## Nature of magnetic field of long straight conductor

Consider a straight conductor XY carrying current I in the direction shown in Fig. It is desired to find the magnetic field at point P located at a perpendicular distance a from the conductor (i.e. PQ = a).

Consider a small current element of length dl. Let r→ be the position vector of point P from the current element and θ be the angle between **dl** and** r** (i.e., ∠POQ = θ). Let us further assume that QO = l.

According to Biot-Savart law, the magnitude of magnetic field dB→ at point P due to the considered current element is given by ;

dB =(µo/4π)((I*dl*sinθ)/r^2) ...(i)

To get the total magnetic field B, we must integrate eq. (i) over the whole conductor. As we move along the conductor, the quantities dl, θ and r change. The integration becomes much easier if we express everything in terms of angle f shown in Fig. In the right angled triangle PQO, θ=90°–Ф, sinθ = sin(90°–Ф) = cosФ

Also, cosФ =a/r or r=a/cosФ

Further, tanФ=l/a or l=a*tanФ or

=> dl = a*sec^2ФdФ.

Putting the values of sin θ, dl and r in eq. (i), we have,

dB = (µo/4π)((I*(a*sec^2ФdФ)*cosФ)/(a/cosФ)^2)

=> dB = (µo/4π)((I*cosФ dФ)/a) ...(ii)

The direction of dB→ is perpendicular to the plane of the conductor and is directed inwards (Right-hand grip rule). Since each current element contributes to the magnetic field in the same direction, the total magnetic field B at point P can be found by integrating eq. (ii) over the length XY i.e.

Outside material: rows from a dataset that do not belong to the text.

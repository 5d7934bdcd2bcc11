//! Content codes and the names the generator understands.
//!
//! Content codes are opaque integers owned by an external block registry.
//! The generator only ever asks that registry for the small fixed set of
//! names listed in [`ContentKey`], through the [`ContentLookup`] capability.

use serde::{Deserialize, Serialize};
use std::collections::{BTreeMap, HashMap};
use thiserror::Error;

/// Opaque content identifier drawn from the external registry.
pub type ContentId = u16;

/// One grid cell: content code plus two auxiliary bytes.
#[derive(Debug, Clone, Copy, PartialEq, Eq, Hash, Serialize, Deserialize)]
pub struct Voxel {
    /// Material identifier.
    pub content: ContentId,
    /// First auxiliary byte (mineral tag on rock, unused otherwise).
    pub param1: u8,
    /// Second auxiliary byte.
    pub param2: u8,
}

impl Voxel {
    /// Voxel with the given content and zeroed auxiliary bytes.
    #[inline]
    pub const fn new(content: ContentId) -> Self {
        Self {
            content,
            param1: 0,
            param2: 0,
        }
    }

    /// Voxel with a first auxiliary byte.
    #[inline]
    pub const fn with_param1(content: ContentId, param1: u8) -> Self {
        Self {
            content,
            param1,
            param2: 0,
        }
    }
}

macro_rules! content_keys {
    ($($(#[$doc:meta])* $variant:ident => $name:literal,)*) => {
        /// Named contents the generator resolves from the registry.
        #[derive(Debug, Clone, Copy, PartialEq, Eq, Hash, PartialOrd, Ord)]
        pub enum ContentKey {
            $($(#[$doc])* $variant,)*
        }

        impl ContentKey {
            /// Every key, in declaration order.
            pub const ALL: &'static [ContentKey] = &[$(ContentKey::$variant,)*];

            /// Number of keys.
            pub const COUNT: usize = Self::ALL.len();

            /// Registry name of this content.
            pub const fn name(self) -> &'static str {
                match self {
                    $(ContentKey::$variant => $name,)*
                }
            }
        }
    };
}

content_keys! {
    /// Not generated yet.
    Ignore => "ignore",
    /// Open air.
    Air => "air",
    /// Airless space above the altitude ceiling.
    Vacuum => "vacuum",
    /// Water source.
    WaterSource => "water_source",
    /// Lava source.
    LavaSource => "lava_source",
    /// Base rock.
    Stone => "stone",
    /// Base rock of wet chunks.
    Limestone => "limestone",
    /// Mud (bare soil).
    Mud => "mud",
    /// Mud with grass.
    Grass => "grass",
    /// Mud with jungle grass.
    JungleGrass => "jungle_grass",
    /// Mud with dry grass.
    DryGrass => "dry_grass",
    /// Snow-covered mud.
    SnowGrass => "snow_grass",
    /// Sand.
    Sand => "sand",
    /// Desert sand.
    DesertSand => "desert_sand",
    /// Gravel.
    Gravel => "gravel",
    /// Clay.
    Clay => "clay",
    /// Ice.
    Ice => "ice",
    /// Dungeon wall.
    Cobble => "cobble",
    /// Weathered dungeon wall.
    MossyCobble => "mossy_cobble",
    /// Dungeon chest.
    Chest => "chest",
    /// Oak/beech/apple trunk.
    Trunk => "trunk",
    /// Oak/beech leaves.
    Leaves => "leaves",
    /// Apple tree leaves.
    AppleLeaves => "apple_leaves",
    /// Conifer trunk.
    ConiferTrunk => "conifer_trunk",
    /// Conifer needles.
    ConiferLeaves => "conifer_leaves",
    /// Jungle trunk.
    JungleTrunk => "jungle_trunk",
    /// Jungle leaves.
    JungleLeaves => "jungle_leaves",
    /// Birch trunk.
    BirchTrunk => "birch_trunk",
    /// Birch leaves.
    BirchLeaves => "birch_leaves",
    /// Dead tree stump.
    Stump => "stump",
    /// Papyrus stalk.
    Papyrus => "papyrus",
    /// Cactus.
    Cactus => "cactus",
    /// Bush.
    Bush => "bush",
    /// Tall grass tuft.
    TallGrass => "tall_grass",
    /// Fern.
    Fern => "fern",
    /// Wild flowers.
    Flower => "flower",
    /// Wild wheat crop.
    WildWheat => "wild_wheat",
    /// Wild cotton crop.
    WildCotton => "wild_cotton",
    /// Wild melon crop.
    WildMelon => "wild_melon",
    /// Dead bush.
    DeadBush => "dead_bush",
    /// Reeds at lake shores.
    Reeds => "reeds",
    /// Seaweed on the ocean floor.
    Seaweed => "seaweed",
    /// Space debris rock.
    SpaceRock => "space_rock",
}

/// Read-only capability resolving registry names to content codes.
pub trait ContentLookup {
    /// Resolve a registry name, or `None` if the registry has no such content.
    fn content_id(&self, name: &str) -> Option<ContentId>;
}

/// Errors raised while building a [`ContentTable`].
#[derive(Debug, Error)]
pub enum ContentTableError {
    /// The JSON document could not be parsed.
    #[error("failed to parse content table: {0}")]
    Parse(#[from] serde_json::Error),
    /// Two names map to the same code.
    #[error("content id {id} assigned to both `{first}` and `{second}`")]
    DuplicateId {
        /// Conflicting code.
        id: ContentId,
        /// Name seen first.
        first: String,
        /// Name seen second.
        second: String,
    },
}

/// Simple name-to-code table implementing [`ContentLookup`].
#[derive(Debug, Clone, Default)]
pub struct ContentTable {
    ids: HashMap<String, ContentId>,
}

impl ContentTable {
    /// Table assigning sequential codes to every [`ContentKey`] in order.
    pub fn default_table() -> Self {
        let ids = ContentKey::ALL
            .iter()
            .enumerate()
            .map(|(index, key)| (key.name().to_string(), index as ContentId))
            .collect();
        Self { ids }
    }

    /// Parse a `{ "name": id, ... }` JSON object.
    pub fn from_json(input: &str) -> Result<Self, ContentTableError> {
        let parsed: BTreeMap<String, ContentId> = serde_json::from_str(input)?;
        let mut seen: HashMap<ContentId, String> = HashMap::new();
        for (name, id) in &parsed {
            if let Some(first) = seen.insert(*id, name.clone()) {
                return Err(ContentTableError::DuplicateId {
                    id: *id,
                    first,
                    second: name.clone(),
                });
            }
        }
        Ok(Self {
            ids: parsed.into_iter().collect(),
        })
    }

    /// Number of names in the table.
    pub fn len(&self) -> usize {
        self.ids.len()
    }

    /// Whether the table is empty.
    pub fn is_empty(&self) -> bool {
        self.ids.is_empty()
    }
}

impl ContentLookup for ContentTable {
    fn content_id(&self, name: &str) -> Option<ContentId> {
        self.ids.get(name).copied()
    }
}

#[cfg(test)]
mod tests {
    use super::*;

    #[test]
    fn key_names_are_unique() {
        let mut names: Vec<_> = ContentKey::ALL.iter().map(|k| k.name()).collect();
        names.sort_unstable();
        names.dedup();
        assert_eq!(names.len(), ContentKey::COUNT);
    }

    #[test]
    fn default_table_covers_every_key() {
        let table = ContentTable::default_table();
        assert_eq!(table.len(), ContentKey::COUNT);
        for (index, key) in ContentKey::ALL.iter().enumerate() {
            assert_eq!(table.content_id(key.name()), Some(index as ContentId));
        }
        assert_eq!(table.content_id("diamond_block"), None);
    }

    #[test]
    fn json_table_rejects_duplicate_ids() {
        let err = ContentTable::from_json(r#"{"air": 0, "stone": 0}"#).unwrap_err();
        assert!(matches!(err, ContentTableError::DuplicateId { id: 0, .. }));
    }

    #[test]
    fn json_table_parses_names() {
        let table = ContentTable::from_json(r#"{"air": 126, "ignore": 127}"#).unwrap();
        assert_eq!(table.content_id("air"), Some(126));
        assert_eq!(table.content_id("ignore"), Some(127));
        assert!(ContentTable::from_json("[1, 2]").is_err());
    }

    #[test]
    fn voxel_constructors() {
        assert_eq!(Voxel::new(5).param1, 0);
        assert_eq!(Voxel::with_param1(5, 3).param1, 3);
    }
}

=> B =∫(-Ф1,Ф2)dB=(µo/4π)(I/a)*∫(-Ф1,Ф2)cosФdФ

=> B =(µo*I/4πa)(sinФ2+sinФ1)...(iii)

Also, H = B/µo = (I/4πa)(sinФ2+sinФ1)

Eq. (iii) gives the value of B at point P due to a conductor of finite length.

Special cases:-

(i) When the conductor XY is of infinite length and point P lies at the centre of the conductor. In this case, Ф1 = Ф2 = 90° = π/2.

B = (µo*I/4πa)(sinФ2+sinФ1)

B = (µo*2I/4πa)

Also, H = (B/µo) = (1/4π)(2I/a)=I/2πa

(ii) When conductor XY is of infinite length but point P lies near one end Y (or X). In this case, Ф1 = 90° and Ф2 = 0°.

B = [(µo*I)/(4πa)] (sin90 + sin0 )

B = [(µo*I)/(4πa)]

Note that it is half of that for case (i).

Also, H = (B/µo) = (1/4π)(2I/a)=I/2πa

(iii) If the length of the conductor is finite (say l) and point P lies on the right bisector of the conductor. In this case, Ф1 = Ф2 = Ф .

Now,

sinФ=l/(4(a^2)+(l^2))^(1/2)

B=(µo*I/4πa)(sinФ+sinФ)=(µo*2I/4πa)(sinФ)=(µo*2I/4πa)(l/(4(a^2)+(l^2))^(1/2))

Also,

H = (B/µo) = (I/2πa)*(l/(4(a^2)+(l^2))^(1/2))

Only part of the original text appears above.